Exercise objective: Return all of the records exactly.

Records provided:
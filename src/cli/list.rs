//! `taskpal list` command implementation

use anyhow::Result;
use clap::Args;
use serde::Serialize;
use std::path::PathBuf;

use crate::command::messages;
use crate::session::{open_store, Config};
use crate::task::{Task, TaskKind, TaskList, TaskStore};

#[derive(Args)]
pub struct ListArgs {
    /// Output as JSON
    #[arg(long)]
    json: bool,

    /// Only show tasks that are not done yet
    #[arg(long)]
    pending: bool,
}

#[derive(Debug, Serialize)]
struct TaskJson<'a> {
    number: usize,
    kind: &'static str,
    description: &'a str,
    done: bool,
    #[serde(skip_serializing_if = "Option::is_none")]
    by: Option<&'a str>,
    #[serde(skip_serializing_if = "Option::is_none")]
    from: Option<&'a str>,
    #[serde(skip_serializing_if = "Option::is_none")]
    to: Option<&'a str>,
}

impl<'a> TaskJson<'a> {
    fn new(number: usize, task: &'a Task) -> Self {
        let (by, from, to) = match task.kind() {
            TaskKind::Todo => (None, None, None),
            TaskKind::Deadline { by } => (Some(by.raw()), None, None),
            TaskKind::Event { from, to } => (None, Some(from.raw()), Some(to.raw())),
        };
        Self {
            number,
            kind: task.kind().label(),
            description: task.description(),
            done: task.is_done(),
            by,
            from,
            to,
        }
    }
}

fn selected(tasks: &TaskList, pending: bool) -> Vec<(usize, &Task)> {
    tasks
        .iter()
        .enumerate()
        .filter(|(_, task)| !pending || !task.is_done())
        .collect()
}

fn render_json(tasks: &[(usize, &Task)]) -> Result<String> {
    let rows: Vec<TaskJson> = tasks
        .iter()
        .map(|(index, task)| TaskJson::new(index + 1, task))
        .collect();
    Ok(serde_json::to_string_pretty(&rows)?)
}

pub async fn run(file: Option<PathBuf>, args: ListArgs) -> Result<()> {
    let config = Config::load()?;
    let store = open_store(file, &config)?;
    let tasks = TaskList::from(store.load()?);
    let rows = selected(&tasks, args.pending);

    if args.json {
        println!("{}", render_json(&rows)?);
        return Ok(());
    }

    if args.pending {
        if rows.is_empty() {
            println!("Nothing left to do.");
        } else {
            println!("{}", messages::find_results("", &rows));
        }
        return Ok(());
    }

    println!("{}", messages::task_listing(&tasks));
    Ok(())
}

Response for this exercise:
filename src/cli/list.rs
//! `taskpal list` command implementation

use anyhow::Result;
use clap::Args;
use serde::Serialize;
use std::path::PathBuf;

use crate::command::messages;
use crate::session::{open_store, Config};
use crate::task::{Task, TaskKind, TaskList, TaskStore};

#[derive(Args)]
pub struct ListArgs {
    /// Output as JSON
    #[arg(long)]
    json: bool,

    /// Only show tasks that are not done yet
    #[arg(long)]
    pending: bool,
}

#[derive(Debug, Serialize)]
struct TaskJson<'a> {
    number: usize,
    kind: &'static str,
    description: &'a str,
    done: bool,
    #[serde(skip_serializing_if = "Option::is_none")]
    by: Option<&'a str>,
    #[serde(skip_serializing_if = "Option::is_none")]
    from: Option<&'a str>,
    #[serde(skip_serializing_if = "Option::is_none")]
    to: Option<&'a str>,
}

impl<'a> TaskJson<'a> {
    fn new(number: usize, task: &'a Task) -> Self {
        let (by, from, to) = match task.kind() {
            TaskKind::Todo => (None, None, None),
            TaskKind::Deadline { by } => (Some(by.raw()), None, None),
            TaskKind::Event { from, to } => (None, Some(from.raw()), Some(to.raw())),
        };
        Self {
            number,
            kind: task.kind().label(),
            description: task.description(),
            done: task.is_done(),
            by,
            from,
            to,
        }
    }
}

fn selected(tasks: &TaskList, pending: bool) -> Vec<(usize, &Task)> {
    tasks
        .iter()
        .enumerate()
        .filter(|(_, task)| !pending || !task.is_done())
        .collect()
}

fn render_json(tasks: &[(usize, &Task)]) -> Result<String> {
    let rows: Vec<TaskJson> = tasks
        .iter()
        .map(|(index, task)| TaskJson::new(index + 1, task))
        .collect();
    Ok(serde_json::to_string_pretty(&rows)?)
}

pub async fn run(file: Option<PathBuf>, args: ListArgs) -> Result<()> {
    let config = Config::load()?;
    let store = open_store(file, &config)?;
    let tasks = TaskList::from(store.load()?);
    let rows = selected(&tasks, args.pending);

    if args.json {
        println!("{}", render_json(&rows)?);
        return Ok(());
    }

    if args.pending {
        if rows.is_empty() {
            println!("Nothing left to do.");
        } else {
            println!("{}", messages::find_results("", &rows));
        }
        return Ok(());
    }

    println!("{}", messages::task_listing(&tasks));
    Ok(())
}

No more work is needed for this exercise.